Related
I'm trying to reduce a big dataset to rows having minimum and maximum values for each column. In other words, I would like, for every column of this dataset to get one row that has the minimum value on that column, as well as another that has the maximum value on the same column. I should mention that I do not know in advance what columns this dataset will have. Here's an example:
+----+----+----+ +----+----+----+
|Col1|Col2|Col3| ==> |Col1|Col2|Col3|
+----+----+----+ +----+----+----+
| F | 99 | 17 | | A | 34 | 25 |
| M | 32 | 20 | | Z | 51 | 49 |
| D | 2 | 84 | | D | 2 | 84 |
| H | 67 | 90 | | F | 99 | 17 |
| P | 54 | 75 | | C | 18 | 9 |
| C | 18 | 9 | | H | 67 | 90 |
| Z | 51 | 49 | +----+----+----+
| A | 34 | 25 |
+----+----+----+
The first row is selected because A is the smallest value on Col1. The second because Z is the largest value on Col1. The third because 2 is the smallest on Col2, and so on. The code below seems to do the right thing (correct me if I'm wrong), but performance is sloooow.
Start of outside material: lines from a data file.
//! The application runtime: registration façade and staged main loop.

use std::sync::Arc;

use tracing::info;

use pulse_core::CancelToken;
use pulse_event::EventBus;
use pulse_schedule::{BuildError, Scheduler, Stage, SystemMeta};

use crate::diag::{DiagHub, Diagnostics};
use crate::world::World;

/// Extends an [`App`] with systems, resources and configuration.
pub trait Plugin {
    /// Called once when the plugin is added.
    fn build(&self, app: &mut App);
}

/// The Pulse application: a world, a scheduler and an event bus behind a
/// staged main loop.
///
/// # Examples
///
/// ```rust
/// use pulse_app::{App, CancelToken, Stage, SystemMeta};
///
/// let mut app = App::new();
/// app.add_system(Stage::Update, "heartbeat", SystemMeta::new(), |_, _| {});
///
/// let cancel = CancelToken::new();
/// cancel.cancel(); // a real driver cancels on shutdown instead
/// app.run(&cancel).unwrap();
/// ```
pub struct App {
    world: Arc<World>,
    scheduler: Scheduler<World>,
    events: Arc<EventBus>,
    diag: Arc<DiagHub>,
}

impl App {
    /// Creates an empty application with a no-op diagnostics sink.
    #[must_use]
    pub fn new() -> Self {
        let diag = Arc::new(DiagHub::new());
        let events = Arc::new(EventBus::with_diagnostics(
            Arc::clone(&diag) as Arc<dyn pulse_event::EventDiagnostics>
        ));
        Self {
            world: Arc::new(World::new()),
            scheduler: Scheduler::new(),
            events,
            diag,
        }
    }

    /// Replaces the diagnostics sink for both the scheduler and the bus.
    pub fn set_diagnostics(&self, sink: Arc<dyn Diagnostics>) {
        self.diag.set(sink);
    }

    /// Registers a system.
    ///
    /// `name` must be unique within its stage; `meta` carries the access
    /// declaration, ordering constraints and optional period. The body
    /// receives the driver's cancellation token and the world.
    pub fn add_system(
        &mut self,
        stage: Stage,
        name: impl Into<String>,
        meta: SystemMeta,
        body: impl Fn(&CancelToken, &World) + Send + Sync + 'static,
    ) -> &mut Self {
        self.scheduler.add_system(stage, name, meta, body);
        self
    }

    /// Runs a plugin's registration hook.
    pub fn add_plugin(&mut self, plugin: impl Plugin) -> &mut Self {
        plugin.build(self);
        self
    }

    /// Runs several plugins' registration hooks, in order.
    pub fn add_plugins<P: Plugin>(&mut self, plugins: impl IntoIterator<Item = P>) -> &mut Self {
        for plugin in plugins {
            plugin.build(self);
        }
        self
    }

    /// The world handed to every system.
    #[must_use]
    pub fn world(&self) -> &Arc<World> {
        &self.world
    }

    /// The event bus backing `writer_for`/`reader_for`.
    #[must_use]
    pub fn events(&self) -> &Arc<EventBus> {
        &self.events
    }

    /// Validates constraints and plans batches for every stage.
    ///
    /// # Errors
    ///
    /// Returns [`BuildError::CyclicDependency`] for the first stage whose
    /// constraints form a cycle.
    pub fn build(&self) -> Result<(), BuildError> {
        self.scheduler.build()
    }

    /// Runs one stage to completion (or to cancellation).
    pub fn run_stage(&self, stage: Stage, cancel: &CancelToken) {
        let diag = Arc::clone(&self.diag) as Arc<dyn pulse_schedule::Diagnostics>;
        self.scheduler.run_stage(stage, cancel, &self.world, &diag);
    }

    /// Closes out the frame on the event bus: events with no readers are
    /// completed, then the buffers flip so this frame's writes become
    /// readable in the next.
    pub fn end_frame(&self) {
        self.events.complete_no_reader();
        self.events.advance();
    }

    /// Runs the application until `cancel` fires.
    ///
    /// The startup stages run once, then the frame stages repeat; after
    /// each full pass the bus closes out the frame. Cancellation is
    /// honoured between batches, so a fired token stops the loop without
    /// interrupting systems already running. Shuts the worker pool down
    /// before returning.
    ///
    /// # Errors
    ///
    /// Returns the [`BuildError`] if the schedule fails to build; nothing
    /// has run in that case.
    pub fn run(&self, cancel: &CancelToken) -> Result<(), BuildError> {
        self.build()?;
        info!(systems = self.scheduler.system_count(), "runtime built");

        for stage in Stage::STARTUP {
            self.run_stage(stage, cancel);
        }
        self.end_frame();

        while !cancel.is_cancelled() {
            for stage in Stage::FRAME {
                self.run_stage(stage, cancel);
            }
            self.end_frame();
        }

        info!("runtime stopping");
        self.scheduler.shutdown();
        Ok(())
    }
}

impl Default for App {
    fn default() -> Self {
        Self::new()
    }
}
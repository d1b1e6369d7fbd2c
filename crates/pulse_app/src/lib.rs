//! # pulse_app
//!
//! The Pulse application runtime: a staged main loop over the
//! access-aware scheduler (`pulse_schedule`) and the frame-buffered event
//! bus (`pulse_event`).
//!
//! An [`App`] owns the world, the scheduler and the bus. Systems register
//! per [`Stage`] with access declarations, ordering constraints and an
//! optional period; [`App::run`] builds the schedule, runs the startup
//! stages once and then repeats the frame stages — closing out the event
//! frame after each pass — until the driver's [`CancelToken`] fires.
//!
//! ## Frame contract
//!
//! Readers in frame N observe exactly the events written in frame N−1.
//! [`App::end_frame`] is the sole transition: it completes reader-less
//! events and flips every store's buffers.

pub mod app;
pub mod diag;
pub mod world;

pub use app::{App, Plugin};
pub use diag::{Diagnostics, LogDiagnostics, NopDiagnostics};
pub use world::{ResourceRef, ResourceRefMut, World};

pub use pulse_core::{monotonic_nanos, CancelToken};
pub use pulse_event::{EventBus, EventReader, EventReceipt, EventRef, EventWriter};
pub use pulse_schedule::{Access, BuildError, Stage, SystemError, SystemMeta};
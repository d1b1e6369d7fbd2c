//! # pulse_event
//!
//! Frame-buffered, per-type event delivery for the Pulse runtime.
//!
//! Each event type gets a double-buffered store: writers append to the
//! current frame's write buffer, readers iterate the read buffer — exactly
//! the previous frame's writes. Once per frame the driver calls
//! [`EventBus::complete_no_reader`] followed by [`EventBus::advance`],
//! which finalises the old frame and flips the buffers for every type.
//!
//! Writers may keep an [`EventReceipt`] per emission to block until the
//! event has been seen ([`EventReceipt::wait`]) or to learn promptly that
//! a reader cancelled it ([`EventReceipt::wait_cancelled`]). Completion is
//! signalled exactly once per event, by whichever side drops the last
//! outstanding reader registration — or by the frame boundary when no
//! reader registered at all.

pub mod bus;
pub mod diag;
pub mod reader;
pub mod writer;

mod store;

pub use bus::EventBus;
pub use diag::EventDiagnostics;
pub use reader::{EventReader, EventRef};
pub use writer::{EventReceipt, EventWriter};
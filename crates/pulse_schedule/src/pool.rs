//! Reusable worker pool for system execution.
//!
//! A fixed set of OS threads is spawned on first use and reused across
//! every stage run; jobs arrive over a single channel and completion is
//! reported per job so the scheduler can hold a barrier per batch.

use std::any::Any;
use std::panic::{catch_unwind, AssertUnwindSafe};
use std::sync::Arc;
use std::thread::JoinHandle;
use std::time::Instant;

use crossbeam_channel::{unbounded, Receiver, Sender};
use parking_lot::Mutex;
use tracing::error;

use pulse_core::{monotonic_nanos, CancelToken};

use crate::diag::Diagnostics;
use crate::error::SystemError;
use crate::system::System;

/// Terminal state of one dispatched job.
pub(crate) enum JobOutcome {
    Completed,
    /// The body panicked; the original payload travels back to the
    /// dispatching stage so it can be re-raised after the batch barrier.
    Panicked(Box<dyn Any + Send>),
}

/// One unit of work: run a single system against the world.
pub(crate) struct Job<W> {
    pub(crate) system: Arc<System<W>>,
    pub(crate) cancel: CancelToken,
    pub(crate) world: Arc<W>,
    pub(crate) diag: Arc<dyn Diagnostics>,
    pub(crate) done: Sender<JobOutcome>,
}

/// Persistent worker pool, started lazily on the first stage run.
pub(crate) struct WorkerPool<W> {
    state: Mutex<Option<PoolState<W>>>,
}

struct PoolState<W> {
    jobs: Sender<Job<W>>,
    workers: Vec<JoinHandle<()>>,
}

impl<W: Send + Sync + 'static> WorkerPool<W> {
    pub(crate) fn new() -> Self {
        Self {
            state: Mutex::new(None),
        }
    }

    /// Returns the job channel, spawning the workers on first use.
    ///
    /// The pool holds `max(1, logical cores)` threads.
    pub(crate) fn ensure_started(&self) -> Sender<Job<W>> {
        let mut state = self.state.lock();
        if let Some(existing) = state.as_ref() {
            return existing.jobs.clone();
        }

        let (jobs, intake) = unbounded::<Job<W>>();
        let count = num_cpus::get().max(1);
        let workers = (0..count)
            .map(|worker| {
                let intake = intake.clone();
                std::thread::Builder::new()
                    .name(format!("pulse-worker-{worker}"))
                    .spawn(move || worker_loop(intake))
                    .expect("failed to spawn worker thread")
            })
            .collect();

        *state = Some(PoolState {
            jobs: jobs.clone(),
            workers,
        });
        jobs
    }

    /// Closes the job channel and joins every worker.
    ///
    /// Idempotent; a later `ensure_started` spawns a fresh pool.
    pub(crate) fn shutdown(&self) {
        let Some(state) = self.state.lock().take() else {
            return;
        };
        drop(state.jobs);
        for worker in state.workers {
            let _ = worker.join();
        }
    }
}

/// Drains jobs until the channel closes at shutdown.
fn worker_loop<W>(intake: Receiver<Job<W>>) {
    for job in intake.iter() {
        run_job(job);
    }
}

fn run_job<W>(job: Job<W>) {
    let Job {
        system,
        cancel,
        world,
        diag,
        done,
    } = job;

    diag.system_start(system.name(), system.stage());
    let started = Instant::now();

    let result = catch_unwind(AssertUnwindSafe(|| system.run(&cancel, &world)));
    let duration = started.elapsed();

    let outcome = match result {
        Ok(()) => {
            diag.system_end(system.name(), system.stage(), None, duration);
            JobOutcome::Completed
        }
        Err(payload) => {
            let captured = SystemError::Panicked(format!(
                "{}\n{}",
                panic_message(payload.as_ref()),
                std::backtrace::Backtrace::force_capture()
            ));
            error!(
                system = system.name(),
                stage = %system.stage(),
                error = %captured,
                "system panicked"
            );
            diag.system_end(system.name(), system.stage(), Some(&captured), duration);
            JobOutcome::Panicked(payload)
        }
    };

    // Gate on the end time, not the start: more accurate pacing under load.
    system.mark_run(monotonic_nanos());

    // The dispatcher may have given up on the batch; a closed barrier is fine.
    let _ = done.send(outcome);
}

fn panic_message(payload: &(dyn Any + Send)) -> String {
    if let Some(message) = payload.downcast_ref::<&str>() {
        (*message).to_string()
    } else if let Some(message) = payload.downcast_ref::<String>() {
        message.clone()
    } else {
        "non-string panic payload".to_string()
    }
}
I start with getting a dataframe from a random .csv file:
input_file = (sqlContext.read
.format("csv")
.options(header="true", inferSchema="true", delimiter=";", charset="UTF-8")
.load("/FileStore/tables/random.csv")
)
Then I create two other dataframes that each have one row with the min and respectively, max values of each column:
from pyspark.sql.functions import col, min, max
min_values = input_file.select(
*[min(col(col_name)).name(col_name) for col_name in input_file.columns]
)
max_values = input_file.select(
*[max(col(col_name)).name(col_name) for col_name in input_file.columns]
)
Finally, I repeatedly join the original input file to these two dataframes holding minimum and maximum values, using every column in turn, and do a union between all the results.
min_max_rows = (
input_file
.join(min_values, input_file[input_file.columns[0]] == min_values[input_file.columns[0]])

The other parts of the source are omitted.